Whitman has been trying to patch a tangled amalgam of disparate parts, but she’ll fail: HP is a classical conglomerate, empirically proven to underperform in the marketplace. Bolting together billion-dollar companies can jack up revenues, but not necessarily value.
 
Path of Unmanageable Doom

What happened? I’ll give you a perspective that you’ll likely read nowhere else.

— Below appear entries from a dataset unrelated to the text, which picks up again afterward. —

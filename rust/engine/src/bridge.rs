// This Source Code Form is subject to the terms of the Mozilla Public
// License, v. 2.0. If a copy of the MPL was not distributed with this
// file, You can obtain one at https://mozilla.org/MPL/2.0/.

//! Kernel bridge - sketch and feature list → solid.
//!
//! The bridge owns a topology arena and a single-slot cache holding the
//! most recently built solid. Every rebuild overwrites the cache; history
//! and undo belong to the host.

use std::collections::HashMap;
use std::hash::BuildHasher;
use std::path::Path;

use brep_lite_geometry::{BooleanOp, Point3, TriangleMesh, Vector3};
use brep_lite_modeling::boolean::boolean;
use brep_lite_modeling::local_ops::{chamfer_with, fillet_with};
use brep_lite_modeling::solid_builder::{cylinder, loft_with, prism, revolve};
use brep_lite_modeling::{build_sketch_face, triangulate, write_stl_file, Sketch, StlFormat};
use brep_lite_topology::{EdgeKey, FaceKey, Shape, SolidKey, TopologyArena};
use tracing::{debug, warn};

use crate::config::{Axis, KernelConfig};
use crate::error::{Error, Result};
use crate::part::{Feature, FeatureType, Part};

/// Builds solids from sketches and parts.
///
/// Sketches are placed on the world XY plane with their normal along +Z.
/// Operations never modify solids already in the arena, so keys returned
/// by earlier builds stay valid until [`KernelBridge::clear`].
pub struct KernelBridge {
    config: KernelConfig,
    arena: TopologyArena,
    last_solid: Option<SolidKey>,
}

impl Default for KernelBridge {
    fn default() -> Self {
        Self::new(KernelConfig::default())
    }
}

impl KernelBridge {
    pub fn new(config: KernelConfig) -> Self {
        let arena = TopologyArena::with_tolerance(config.tolerance);
        Self {
            config,
            arena,
            last_solid: None,
        }
    }

    pub fn config(&self) -> &KernelConfig {
        &self.config
    }

    pub fn arena(&self) -> &TopologyArena {
        &self.arena
    }

    pub fn arena_mut(&mut self) -> &mut TopologyArena {
        &mut self.arena
    }

    /// The solid from the last successful build.
    pub fn last_solid(&self) -> Option<SolidKey> {
        self.last_solid
    }

    /// Triangulates the last solid; empty if nothing has been built.
    pub fn last_solid_mesh(&self) -> Result<TriangleMesh> {
        match self.last_solid {
            Some(solid) => Ok(triangulate(&self.arena, solid, self.config.segments)?),
            None => Ok(TriangleMesh::new()),
        }
    }

    /// Writes the last solid to an STL file named with the configured header.
    pub fn export_stl(&self, path: impl AsRef<Path>, format: StlFormat) -> Result<()> {
        let solid = self.last_solid.ok_or(Error::NoSolid)?;
        write_stl_file(
            &self.arena,
            solid,
            path,
            format,
            &self.config.stl_header,
            self.config.segments,
        )?;
        Ok(())
    }

    /// Drops every solid built so far.
    pub fn clear(&mut self) {
        self.arena = TopologyArena::with_tolerance(self.config.tolerance);
        self.last_solid = None;
    }

    /// Extrudes `sketch` along +Z by the configured sketch depth.
    pub fn build_part_from_sketch(&mut self, sketch: &Sketch) -> Result<SolidKey> {
        self.last_solid = None;
        let face = self.sketch_face(sketch, 0.0)?;
        let solid = prism(&mut self.arena, face, Vector3::z(), self.config.sketch_depth)?;
        debug!(sketch = %sketch.name, "built part from sketch");
        self.last_solid = Some(solid);
        Ok(solid)
    }

    /// Rebuilds `part` from its feature list.
    ///
    /// The first Extrude or Revolve creates the body; every other feature
    /// is then applied in list order. The first failing feature aborts the
    /// build and leaves the cache empty.
    pub fn build_part_from_part<S: BuildHasher>(
        &mut self,
        part: &Part,
        sketches: &HashMap<String, Sketch, S>,
    ) -> Result<SolidKey> {
        self.last_solid = None;
        let base_index = part
            .base_feature_index()
            .ok_or_else(|| Error::NoBaseFeature(part.name.clone()))?;
        let base = &part.features()[base_index];
        let mut solid = self.base_body(base, sketches)?;
        debug!(part = %part.name, feature = %base.name, kind = ?base.kind, "built base body");

        for (i, feature) in part.features().iter().enumerate() {
            if i == base_index {
                continue;
            }
            solid = self.apply_feature(solid, feature, sketches)?;
        }

        self.last_solid = Some(solid);
        Ok(solid)
    }

    fn apply_feature<S: BuildHasher>(
        &mut self,
        solid: SolidKey,
        feature: &Feature,
        sketches: &HashMap<String, Sketch, S>,
    ) -> Result<SolidKey> {
        let segments = self.config.segments;
        let result = match feature.kind {
            FeatureType::Extrude | FeatureType::Revolve => {
                if feature.sketch_id.is_empty() {
                    warn!(feature = %feature.name, "feature has no sketch, skipping");
                    return Ok(solid);
                }
                let body = self.base_body(feature, sketches)?;
                boolean(&mut self.arena, solid, body, BooleanOp::Union, segments)?
            }
            FeatureType::Hole => {
                let tool = self.hole_tool(feature)?;
                boolean(&mut self.arena, solid, tool, BooleanOp::Difference, segments)?
            }
            FeatureType::Fillet => {
                let edges = self.selected_edges(solid, feature)?;
                let radius = positive_or(feature.radius, self.config.fillet_radius);
                fillet_with(&mut self.arena, solid, &edges, radius, segments)?
            }
            FeatureType::Chamfer => {
                let edges = self.selected_edges(solid, feature)?;
                let distance = feature
                    .parameter("distance1")
                    .unwrap_or_else(|| positive_or(feature.distance, self.config.chamfer_distance));
                chamfer_with(&mut self.arena, solid, &edges, distance, segments)?
            }
            FeatureType::Loft => {
                let body = self.loft_body(feature, sketches)?;
                boolean(&mut self.arena, solid, body, BooleanOp::Union, segments)?
            }
            other => {
                warn!(feature = %feature.name, kind = ?other, "unsupported feature kind, passing through");
                return Ok(solid);
            }
        };
        debug!(feature = %feature.name, kind = ?feature.kind, "applied feature");
        Ok(result)
    }

    /// Body of an Extrude or Revolve feature.
    fn base_body<S: BuildHasher>(
        &mut self,
        feature: &Feature,
        sketches: &HashMap<String, Sketch, S>,
    ) -> Result<SolidKey> {
        let sketch = find_sketch(sketches, &feature.sketch_id)?;
        match feature.kind {
            FeatureType::Revolve => {
                let axis = Axis::from_name(&feature.axis).unwrap_or(self.config.revolve_axis);
                let angle = if feature.angle > 0.0 && feature.angle <= 360.0 {
                    feature.angle
                } else {
                    self.config.revolve_angle
                };
                let face = self.sketch_face(sketch, 0.0)?;
                Ok(revolve(&mut self.arena, face, Point3::origin(), axis.direction(), angle)?)
            }
            _ => {
                let depth = positive_or(feature.depth, self.config.extrude_depth);
                // A symmetric extrude is one prism centred on the sketch plane.
                let z0 = if feature.symmetric { -0.5 * depth } else { 0.0 };
                let face = self.sketch_face(sketch, z0)?;
                Ok(prism(&mut self.arena, face, Vector3::z(), depth)?)
            }
        }
    }

    /// Cylinder removed by a Hole feature, drilled from the sketch plane
    /// along +Z. A through-all tool is centred on the sketch plane.
    fn hole_tool(&mut self, feature: &Feature) -> Result<SolidKey> {
        let defaults = self.config.hole;
        let radius = 0.5 * positive_or(feature.diameter, defaults.diameter);
        let (height, z0) = if feature.through_all {
            (defaults.through_all_height, -0.5 * defaults.through_all_height)
        } else {
            (positive_or(feature.hole_depth, defaults.depth), 0.0)
        };
        let x = feature.parameter("x").unwrap_or(0.0);
        let y = feature.parameter("y").unwrap_or(0.0);

        let tool = cylinder(&mut self.arena, radius, height)?;
        Ok(self.arena.translate_solid(tool, Vector3::new(x, y, z0))?)
    }

    fn loft_body<S: BuildHasher>(
        &mut self,
        feature: &Feature,
        sketches: &HashMap<String, Sketch, S>,
    ) -> Result<SolidKey> {
        let spacing = positive_or(feature.depth, self.config.extrude_depth);
        let mut sections = Vec::with_capacity(feature.sketch_ids.len());
        for (i, id) in feature.sketch_ids.iter().enumerate() {
            let sketch = find_sketch(sketches, id)?;
            let face = self.sketch_face(sketch, i as f64 * spacing)?;
            let wire = self
                .arena
                .face_outer_wire(face)
                .ok_or(brep_lite_topology::Error::FaceNotFound(face))?;
            sections.push(wire);
        }
        Ok(loft_with(&mut self.arena, &sections, self.config.segments)?)
    }

    /// Resolves a feature's edge indices against the solid's edge order.
    fn selected_edges(&self, solid: SolidKey, feature: &Feature) -> Result<Vec<EdgeKey>> {
        let edges = self.arena.edges(Shape::Solid(solid));
        feature
            .edge_ids
            .iter()
            .map(|&index| {
                edges.get(index).copied().ok_or_else(|| Error::EdgeIndex {
                    feature: feature.name.clone(),
                    index,
                    count: edges.len(),
                })
            })
            .collect()
    }

    fn sketch_face(&mut self, sketch: &Sketch, z: f64) -> Result<FaceKey> {
        Ok(build_sketch_face(
            &mut self.arena,
            sketch,
            Point3::new(0.0, 0.0, z),
            Vector3::z(),
        )?)
    }
}

fn find_sketch<'a, S: BuildHasher>(sketches: &'a HashMap<String, Sketch, S>, id: &str) -> Result<&'a Sketch> {
    sketches.get(id).ok_or_else(|| Error::SketchNotFound(id.to_string()))
}

fn positive_or(value: f64, default: f64) -> f64 {
    if value > 0.0 {
        value
    } else {
        default
    }
}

Carly Fiorina, Republican presidential candidate, became CEO of HP in July 1999. Shortly after arriving in the C-suite, she rebranded the company, to invoke its startup roots, by inaugurating the “HP Invent” campaign. This branding decision ultimately put HP on a path of unmanageable doom.
 

 
Imagine driving to work at HP every day, passing this odd sign. You would ask yourself, Invent what? For whom? What’s the goal here?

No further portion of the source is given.